Originally posted by Ben Souther:


VB6 made it incredibly easy to build Windows desktop applications.
Visual Studio .NET takes the same approach to building web applications.

With it, you.
Drag and drop widgets onto the screen,
Double click one of the buttons that you just placed on the screen in the last step and are brought into the 'code behind' method that is supposed to act on that button click event.
From there you can set the properties of any of the other widgets (myTextField.text = "Hello, World").
Then click the run button and visual studio will build the entire web application for you ASP, C#, HTML, and Javascript, then fire up a browser with the application running in it.

To get started in that environment, you don't need to know whether you're talking about javascript, HTML, C# etc... The IDE does it all for you.



What he said.

I'm using Netbeans as my original posting stated. That's allowing me to write it, as default in JAVA. I do apologize if I didn't provide enough information. I will regress. This information is mostly for Bear Bibeault:

1. I'm using Netbeans 5.5.1
2. I have the Visual Web plugin module installed.
3. I created a new web application.
4. I dragged(drug) a textfield widget & a button widget to the screen.
a. For testing purposes of the button here is my code:
public String button1_action() {
String s;
s = "Test!";
JOptionPane.showMessageDialog(null,s);
return null;
}

b. I did set import javax.swing.*;
5. I press the button and a message dialog box comes up with "Test!" on it. So I know my button works.
6. I want to type in a value into the textField box I dropped on there. This is in JAVA per the default that NetBeans 5.5.1 uses. How do I get the message dialog box to display what I typed in?

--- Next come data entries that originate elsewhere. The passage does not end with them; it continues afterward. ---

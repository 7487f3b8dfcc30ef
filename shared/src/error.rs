/*!
Common error types for the detector controller components.
*/

use crate::status::StatusCode;
use thiserror::Error;

/// Common result type used throughout the shared library
pub type Result<T> = std::result::Result<T, SharedError>;

/// Errors raised while building the shared data types
#[derive(Error, Debug, Clone, PartialEq)]
pub enum SharedError {
    /// A driver or controller status
    #[error("Status: {0}")]
    Status(#[from] StatusCode),

    /// Geometry that cannot describe a real sensor area
    #[error("Invalid geometry: {0}")]
    InvalidGeometry(String),

    /// Frame whose samples do not match its geometry
    #[error("Invalid frame data: {0}")]
    InvalidFrame(String),
}

impl SharedError {
    /// Create a new invalid geometry error
    pub fn invalid_geometry(msg: impl Into<String>) -> Self {
        Self::InvalidGeometry(msg.into())
    }

    /// Create a new invalid frame error
    pub fn invalid_frame(msg: impl Into<String>) -> Self {
        Self::InvalidFrame(msg.into())
    }

    /// Status code a caller-facing operation should report for this error
    pub fn status(&self) -> StatusCode {
        match self {
            Self::Status(code) => *code,
            Self::InvalidGeometry(_) | Self::InvalidFrame(_) => StatusCode::InvalidDimensions,
        }
    }
}

impl From<SharedError> for StatusCode {
    fn from(err: SharedError) -> Self {
        err.status()
    }
}
impl SimState {
    fn new(width: i32, height: i32) -> Self {
        Self {
            initialized: false,
            width,
            height,
            acquisition_mode: 1,
            exposure_s: 0.0,
            kinetic_count: 1,
            kinetic_cycle_s: 0.0,
            image: (1, 1, 1, width, 1, height),
            acquiring: false,
            data_ready: false,
            frames_taken: 0,
            generation: 0,
            worker_stop: None,
            cooler_on: false,
            target_c: AMBIENT_C as i32,
            temperature_c: AMBIENT_C,
            fan_mode: 0,
        }
    }

    fn frame_len(&self) -> usize {
        let (h_bin, v_bin, h_start, h_end, v_start, v_end) = self.image;
        let width = (h_end - h_start + 1) / h_bin;
        let height = (v_end - v_start + 1) / v_bin;
        (width.max(0) * height.max(0)) as usize
    }

    fn frames_per_acquisition(&self) -> usize {
        match self.acquisition_mode {
            3 | 4 => self.kinetic_count.max(1) as usize,
            _ => 1,
        }
    }

    fn stop_worker(&mut self) {
        self.generation += 1;
        self.acquiring = false;
        self.worker_stop = None;
    }
}

/// Simulated vendor driver.
pub struct SimulatedCamera {
    state: Arc<Mutex<SimState>>,
    calls: Mutex<Vec<&'static str>>,
    faults: Mutex<HashMap<&'static str, RawStatus>>,
    events_tx: Sender<Event>,
    events_rx: Receiver<Event>,
}

impl SimulatedCamera {
    pub fn new() -> Self {
        Self::with_detector(DEFAULT_WIDTH, DEFAULT_HEIGHT)
    }

    /// Camera with a `width` x `height` sensor.
    pub fn with_detector(width: i32, height: i32) -> Self {
        let (events_tx, events_rx) = unbounded();
        Self {
            state: Arc::new(Mutex::new(SimState::new(width, height))),
            calls: Mutex::new(Vec::new()),
            faults: Mutex::new(HashMap::new()),
            events_tx,
            events_rx,
        }
    }

    /// Make the next call to `name` return `raw` without doing anything.
    pub fn fail_next(&self, name: &'static str, raw: RawStatus) {
        lock(&self.faults).insert(name, raw);
    }

    /// Names of the driver calls issued so far, in order.
    pub fn calls(&self) -> Vec<&'static str> {
        lock(&self.calls).clone()
    }

    pub fn clear_calls(&self) {
        lock(&self.calls).clear();
    }

    /// How many times `name` was called.
    pub fn call_count(&self, name: &str) -> usize {
        lock(&self.calls).iter().filter(|call| **call == name).count()
    }

    pub fn is_initialized(&self) -> bool {
        lock(&self.state).initialized
    }

    pub fn is_acquiring(&self) -> bool {
        lock(&self.state).acquiring
    }

    pub fn cooler_is_on(&self) -> bool {
        lock(&self.state).cooler_on
    }

    pub fn fan_mode(&self) -> i32 {
        lock(&self.state).fan_mode
    }

    /// Record the call and return an injected fault, if one is pending.
    fn enter(&self, name: &'static str) -> Option<RawStatus> {
        lock(&self.calls).push(name);
        lock(&self.faults).remove(name)
    }

    /// Record the call, then run `f` against the state of an initialised driver.
    fn with_state(&self, name: &'static str, f: impl FnOnce(&mut SimState) -> RawStatus) -> RawStatus {
        if let Some(raw) = self.enter(name) {
            return raw;
        }
        let mut state = lock(&self.state);
        if !state.initialized {
            return codes::DRV_NOT_INITIALIZED;
        }
        f(&mut state)
    }

    /// Set-up calls are refused while an acquisition runs.
    fn with_idle_state(&self, name: &'static str, f: impl FnOnce(&mut SimState) -> RawStatus) -> RawStatus {
        self.with_state(name, |state| {
            if state.acquiring {
                return codes::DRV_ACQUIRING;
            }
            f(state)
        })
    }

    fn spawn_exposure(&self, state: &mut SimState) {
        let (stop_tx, stop_rx) = bounded::<()>(1);
        state.worker_stop = Some(stop_tx);
        state.generation += 1;

        let generation = state.generation;
        // Run-till-abort keeps taking frames until stopped.
        let frames = (state.acquisition_mode != 5).then(|| state.frames_per_acquisition() as u64);
        let per_frame = Duration::from_secs_f32(state.exposure_s.max(state.kinetic_cycle_s).max(0.0));

        let shared = Arc::clone(&self.state);
        let events = self.events_tx.clone();
        thread::spawn(move || loop {
            match stop_rx.recv_timeout(per_frame) {
                Err(RecvTimeoutError::Timeout) => {}
                Ok(()) | Err(RecvTimeoutError::Disconnected) => {
                    debug!(generation, "simulated exposure stopped");
                    return;
                }
            }

            let mut state = lock(&shared);
            if state.generation != generation {
                return;
            }
            state.data_ready = true;
            state.frames_taken += 1;
            let finished = frames.is_some_and(|total| state.frames_taken >= total);
            if finished {
                state.acquiring = false;
                state.worker_stop = None;
            }
            let taken = state.frames_taken;
            drop(state);

            debug!(generation, frame = taken, finished, "simulated frame complete");
            let _ = events.send(Event::Complete);
            if finished {
                return;
            }
        });
    }
}
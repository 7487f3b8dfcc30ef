/*!
Acquisition state machine.

```text
Idle -> Configured -> Armed -> Acquiring -> Ready   -> (retrieve) -> Configured
                                         -> Aborted -> (recover)  -> Configured
                                         -> Error   -> (configure) -> Configured
```

Every operation checks the current state before issuing any driver call,
so a request made in the wrong state fails without touching the
hardware. A driver failure during a state-changing command moves the
cycle to `Error`, which only a fresh `configure` leaves.

`wait` is the one operation that blocks. It releases the session lock
for the duration of the driver wait so the cooler can be polled and so
`abort` can be issued from another thread; `abort` cancels the driver
wait, which unblocks the waiter.
*/

use crate::buffer::{ImageBufferManager, Readout};
use crate::session::{SessionGuard, SessionHandle};
use serde::{Deserialize, Serialize};
use shared::{translate, AcquisitionConfig, AcquisitionMode, ImageFrame, Outcome, StatusCode};
use std::sync::Arc;
use std::time::{Duration, Instant};
use tracing::{debug, info, warn};

/// Where the acquisition cycle currently is.
#[derive(Debug, Clone, Copy, PartialEq, Eq, Hash, Serialize, Deserialize)]
#[serde(rename_all = "snake_case")]
pub enum SessionState {
    Idle,
    Configured,
    Armed,
    Acquiring,
    Ready,
    Aborted,
    Error,
}

impl SessionState {
    /// Whether acquisition parameters may be changed.
    pub fn accepts_parameters(self) -> bool {
        matches!(self, Self::Idle | Self::Configured)
    }

    /// Whether the hardware may be running an acquisition.
    pub fn is_active(self) -> bool {
        matches!(self, Self::Armed | Self::Acquiring)
    }
}

/// Drives one acquisition cycle at a time on a session.
#[derive(Debug, Clone)]
pub struct AcquisitionStateMachine {
    session: SessionHandle,
    buffers: Arc<ImageBufferManager>,
}

impl AcquisitionStateMachine {
    pub fn new(session: SessionHandle) -> Self {
        Self {
            session,
            buffers: Arc::new(ImageBufferManager::new()),
        }
    }

    pub fn state(&self) -> SessionState {
        self.session.state()
    }

    /// Readout buffer bookkeeping for this machine.
    pub fn buffers(&self) -> &ImageBufferManager {
        &self.buffers
    }

    /// Check and apply a complete configuration.
    ///
    /// Valid from `Idle`, `Configured` and `Error`. A rejected configuration
    /// leaves the state as it was; a driver failure while applying it ends
    /// in `Error`.
    pub fn configure(&self, config: &AcquisitionConfig) -> Outcome<()> {
        let result = self.session.lock_open().and_then(|mut guard| {
            let from = guard.state;
            if !matches!(from, SessionState::Idle | SessionState::Configured | SessionState::Error) {
                return Err(reject(from, "configure"));
            }
            guard.check_config(config)?;
            guard.apply_config(config)?;
            transition(&mut guard, SessionState::Configured);
            Ok(())
        });
        result.into()
    }

    /// `Configured -> Armed`.
    pub fn arm(&self) -> Outcome<()> {
        let result = self.session.lock_open().and_then(|mut guard| {
            if guard.state != SessionState::Configured {
                warn!(state = ?guard.state, "arm rejected, not configured");
                return Err(StatusCode::NotConfigured);
            }
            transition(&mut guard, SessionState::Armed);
            Ok(())
        });
        result.into()
    }

    /// `Armed -> Acquiring`. Issues the non-blocking hardware start.
    pub fn start(&self) -> Outcome<()> {
        let result = self.session.lock_open().and_then(|mut guard| {
            if guard.state != SessionState::Armed {
                warn!(state = ?guard.state, "start rejected, not armed");
                return Err(StatusCode::AlreadyAcquiring);
            }
            self.session.clear_abort();
            guard.command("start_acquisition", |api| api.start_acquisition())?;
            transition(&mut guard, SessionState::Acquiring);
            Ok(())
        });
        result.into()
    }

    /// Block until the hardware finishes, `timeout` elapses, or another
    /// thread aborts.
    ///
    /// Completion moves to `Ready`. A kinetic series signals once per frame,
    /// so it only completes once the hardware reports idle after its last
    /// frame. A timeout leaves the cycle in `Acquiring` and reports
    /// `Timeout`, so the caller may wait again. An abort reports `Aborted`,
    /// even if the hardware finished first, unless the abort itself failed:
    /// then the cycle stays in `Error` and the failure is reported.
    pub fn wait(&self, timeout: Duration) -> Outcome<()> {
        self.wait_unlocked(timeout).into()
    }

    fn wait_unlocked(&self, timeout: Duration) -> Result<(), StatusCode> {
        // The driver takes a u32 millisecond timeout.
        let deadline = Instant::now() + timeout.min(Duration::from_millis(u64::from(u32::MAX)));
        {
            let mut guard = self.session.lock_open()?;
            if guard.state != SessionState::Acquiring {
                return Err(reject(guard.state, "wait"));
            }
            if guard.waiting {
                warn!("wait rejected, another thread is already waiting");
                return Err(StatusCode::SessionBusy);
            }
            guard.waiting = true;
        }

        loop {
            let remaining = deadline.saturating_duration_since(Instant::now());
            let timeout_ms = u32::try_from(remaining.as_millis()).unwrap_or(u32::MAX);

            // The lock is released here: cooler calls and abort may interleave.
            let raw = self.session.unlocked_api().wait_for_acquisition(timeout_ms);
            let code = translate(raw);
            debug!(call = "wait_for_acquisition", raw, ?code, timeout_ms, "driver call");

            let mut guard = self.session.lock();
            match self.after_wait(&mut guard, code) {
                Some(result) => {
                    guard.waiting = false;
                    return result;
                }
                None if Instant::now() >= deadline => {
                    guard.waiting = false;
                    debug!("series still running at the wait deadline");
                    return Err(StatusCode::Timeout);
                }
                None => {}
            }
        }
    }

    /// Interpret one driver wait. `None` means a series frame arrived and
    /// the hardware is still acquiring the rest.
    fn after_wait(&self, guard: &mut SessionGuard<'_>, code: StatusCode) -> Option<Result<(), StatusCode>> {
        if !guard.open {
            return Some(Err(StatusCode::NotOpen));
        }
        if guard.state == SessionState::Error {
            let failure = guard.last_failure.unwrap_or(StatusCode::InvalidTransition);
            warn!(?failure, "wait ended with the cycle in error");
            return Some(Err(failure));
        }
        if self.session.abort_requested() || guard.state == SessionState::Aborted {
            if guard.state != SessionState::Aborted {
                transition(guard, SessionState::Aborted);
            }
            info!("wait ended by abort");
            return Some(Err(StatusCode::Aborted));
        }
        if guard.state != SessionState::Acquiring {
            return Some(Err(reject(guard.state, "wait")));
        }

        match code {
            StatusCode::Success if guard.config.acquisition_mode.is_some_and(AcquisitionMode::is_series) => {
                match query_status(guard) {
                    Ok(StatusCode::Idle) => {
                        transition(guard, SessionState::Ready);
                        Some(Ok(()))
                    }
                    Ok(status) => {
                        debug!(?status, "series frame acquired, waiting for the rest");
                        None
                    }
                    Err(code) => Some(Err(guard.fail(code))),
                }
            }
            StatusCode::Success => {
                transition(guard, SessionState::Ready);
                Some(Ok(()))
            }
            StatusCode::Timeout => {
                debug!("wait timed out, acquisition still running");
                Some(Err(StatusCode::Timeout))
            }
            code => Some(Err(guard.fail(code))),
        }
    }

    /// Stop an armed or running acquisition. Safe to call at any time: with
    /// nothing to abort it succeeds with `NotAcquiring` and touches no hardware.
    pub fn abort(&self) -> Outcome<()> {
        let mut guard = match self.session.lock_open() {
            Ok(guard) => guard,
            Err(code) => return Outcome::failure(code),
        };
        if !guard.state.is_active() {
            debug!(state = ?guard.state, "abort with nothing to abort");
            return Outcome::informational((), StatusCode::NotAcquiring);
        }

        self.session.request_abort();
        let code = guard.call("abort_acquisition", |api| api.abort_acquisition());
        if guard.waiting {
            guard.call("cancel_wait", |api| api.cancel_wait());
        }
        match code {
            // Idle: the hardware had already stopped.
            StatusCode::Success | StatusCode::Idle => {
                transition(&mut guard, SessionState::Aborted);
                Outcome::success(())
            }
            code => {
                // The hardware may still be running; the cycle is in error, not aborted.
                self.session.clear_abort();
                Outcome::failure(guard.fail(code))
            }
        }
    }

    /// `Aborted -> Configured`, once the hardware reports it has stopped.
    ///
    /// Reports `AcquisitionInProgress` and stays `Aborted` while the
    /// hardware is still busy.
    pub fn recover(&self) -> Outcome<()> {
        let result = self.session.lock_open().and_then(|mut guard| {
            if guard.state != SessionState::Aborted {
                return Err(reject(guard.state, "recover"));
            }
            match query_status(&guard)? {
                StatusCode::Idle => {
                    self.session.clear_abort();
                    transition(&mut guard, SessionState::Configured);
                    Ok(())
                }
                status => {
                    debug!(?status, "hardware not yet stopped after abort");
                    Err(StatusCode::AcquisitionInProgress)
                }
            }
        });
        result.into()
    }

    /// Read out one frame: `Ready -> Configured`.
    ///
    /// A single scan returns the whole readout; other modes return the most
    /// recent image, and a run-till-abort acquisition is stopped after it.
    pub fn retrieve(&self) -> Outcome<ImageFrame> {
        let result = self.readout("retrieve", |guard, buffers| {
            let geometry = guard.frame_geometry()?;
            let mode = guard.config.acquisition_mode.unwrap_or(AcquisitionMode::SingleScan);
            let readout = match mode {
                AcquisitionMode::SingleScan | AcquisitionMode::Accumulate => Readout::Acquired,
                _ => Readout::MostRecent,
            };

            let frames = buffers.retrieve(guard, buffers.allocate(geometry, 1)?, readout)?;
            if mode == AcquisitionMode::RunTillAbort {
                stop_continuous(guard)?;
            }
            frames.into_iter().next().ok_or(StatusCode::InvalidDimensions)
        });
        result.into()
    }

    /// Read out every frame of the acquisition: `Ready -> Configured`.
    pub fn retrieve_series(&self) -> Outcome<Vec<ImageFrame>> {
        let result = self.readout("retrieve_series", |guard, buffers| {
            let geometry = guard.frame_geometry()?;
            if guard.config.acquisition_mode == Some(AcquisitionMode::RunTillAbort) {
                stop_continuous(guard)?;
            }
            let frames = guard.config.frames_per_acquisition();
            buffers.retrieve(guard, buffers.allocate(geometry, frames)?, Readout::Acquired)
        });
        result.into()
    }

    /// Hardware acquisition status: `Idle` or `AcquisitionInProgress`.
    pub fn device_status(&self) -> Outcome<StatusCode> {
        self.session.lock_open().and_then(|guard| query_status(&guard)).into()
    }

    fn readout<T>(
        &self,
        operation: &'static str,
        read: impl FnOnce(&mut SessionGuard<'_>, &ImageBufferManager) -> Result<T, StatusCode>,
    ) -> Result<T, StatusCode> {
        let mut guard = self.session.lock_open()?;
        if guard.state != SessionState::Ready {
            return Err(reject(guard.state, operation));
        }
        match read(&mut guard, &self.buffers) {
            Ok(value) => {
                transition(&mut guard, SessionState::Configured);
                Ok(value)
            }
            Err(code) => Err(guard.fail(code)),
        }
    }
}

fn transition(guard: &mut SessionGuard<'_>, to: SessionState) {
    info!("🔄 {:?} -> {:?}", guard.state, to);
    guard.state = to;
}

fn reject(state: SessionState, operation: &'static str) -> StatusCode {
    warn!(?state, operation, "rejected in current state");
    StatusCode::InvalidTransition
}

fn query_status(guard: &SessionGuard<'_>) -> Result<StatusCode, StatusCode> {
    let mut status = 0;
    guard.require("get_status", |api| api.get_status(&mut status))?;
    Ok(translate(status))
}

/// End a run-till-abort acquisition after its frame has been taken.
fn stop_continuous(guard: &SessionGuard<'_>) -> Result<(), StatusCode> {
    match guard.call("abort_acquisition", |api| api.abort_acquisition()) {
        StatusCode::Success | StatusCode::Idle => Ok(()),
        code => Err(code),
    }
}
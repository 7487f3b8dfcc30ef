/*!
The result envelope returned by every public controller operation.
*/

use crate::status::StatusCode;
use serde::{Deserialize, Serialize};

/// A value (present iff the operation succeeded) plus the normalised status code.
///
/// A successful outcome normally carries [`StatusCode::Success`], but may carry an
/// informational code instead: a redundant `close` reports `NotOpen`, a redundant
/// `abort` reports `NotAcquiring`, and a temperature poll reports the cooler state.
#[derive(Debug, Clone, PartialEq, Serialize, Deserialize)]
#[must_use]
pub struct Outcome<T> {
    value: Option<T>,
    code: StatusCode,
}

impl<T> Outcome<T> {
    pub fn success(value: T) -> Self {
        Self {
            value: Some(value),
            code: StatusCode::Success,
        }
    }

    /// A success that reports something other than plain `Success`.
    pub fn informational(value: T, code: StatusCode) -> Self {
        Self {
            value: Some(value),
            code,
        }
    }

    pub fn failure(code: StatusCode) -> Self {
        Self { value: None, code }
    }

    pub fn code(&self) -> StatusCode {
        self.code
    }

    pub fn value(&self) -> Option<&T> {
        self.value.as_ref()
    }

    pub fn into_value(self) -> Option<T> {
        self.value
    }

    pub fn is_success(&self) -> bool {
        self.value.is_some()
    }

    pub fn map<U>(self, f: impl FnOnce(T) -> U) -> Outcome<U> {
        Outcome {
            value: self.value.map(f),
            code: self.code,
        }
    }

    /// Outcome of an operation whose success carries its own status code.
    pub fn reported(result: Result<(T, StatusCode), StatusCode>) -> Self {
        match result {
            Ok((value, code)) => Self::informational(value, code),
            Err(code) => Self::failure(code),
        }
    }

    /// The value, or the failure code as an error.
    pub fn into_result(self) -> Result<T, StatusCode> {
        match self.value {
            Some(value) => Ok(value),
            None => Err(self.code),
        }
    }
}

impl<T> From<Result<T, StatusCode>> for Outcome<T> {
    fn from(result: Result<T, StatusCode>) -> Self {
        match result {
            Ok(value) => Self::success(value),
            Err(code) => Self::failure(code),
        }
    }
}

Ben...I'm going to thoroughly read what you have posted. Thanks, Ben, for your information. At least it was a step in the right direction for me.
17 years ago

Originally posted by Ben Souther:
It's actually not simple.

I don't think the VB approach to learning to program Java web applications will work. A better approach would be to find some simple command line tutorials to get your feet wet.

See:
https://coderanch.com/t/364753/Servlets/java/Head-First-Servlets-JSP



I've been plucking away at command line stuff for about 2-3 weeks now. Got my hands, head, feet wet with that. Find myself almost frustrated with all this command line stuff because it's not accomplishing what I really want to dive into.
I checked that link out & I guess I'm at a loss as to what that has to do with what I'm working with. I'm still reading thru it though.
17 years ago
Okay...JavaRanch came with high recommendations for being a great place to find answers regardless of how small they are. The more I read here the more I like what I see.
Anyways, my question....it's so simple I'm almost ashamed to ask it but I'm at a loss.
I have a textField I added and a button. For my self-training all I want to do at this point is type in a value into this textField, press the button & have a showMessageDialog box pop up with the value. Simple, huh? If it's of any help, I used Netbeans 5.5.1 to do this.
I've tried:
textField.getValueAsString();
textField.toString();
Neither worked.

I come from the VB6 side of things & worked with .Net some. I want to learn JAVA cuz it's not MS.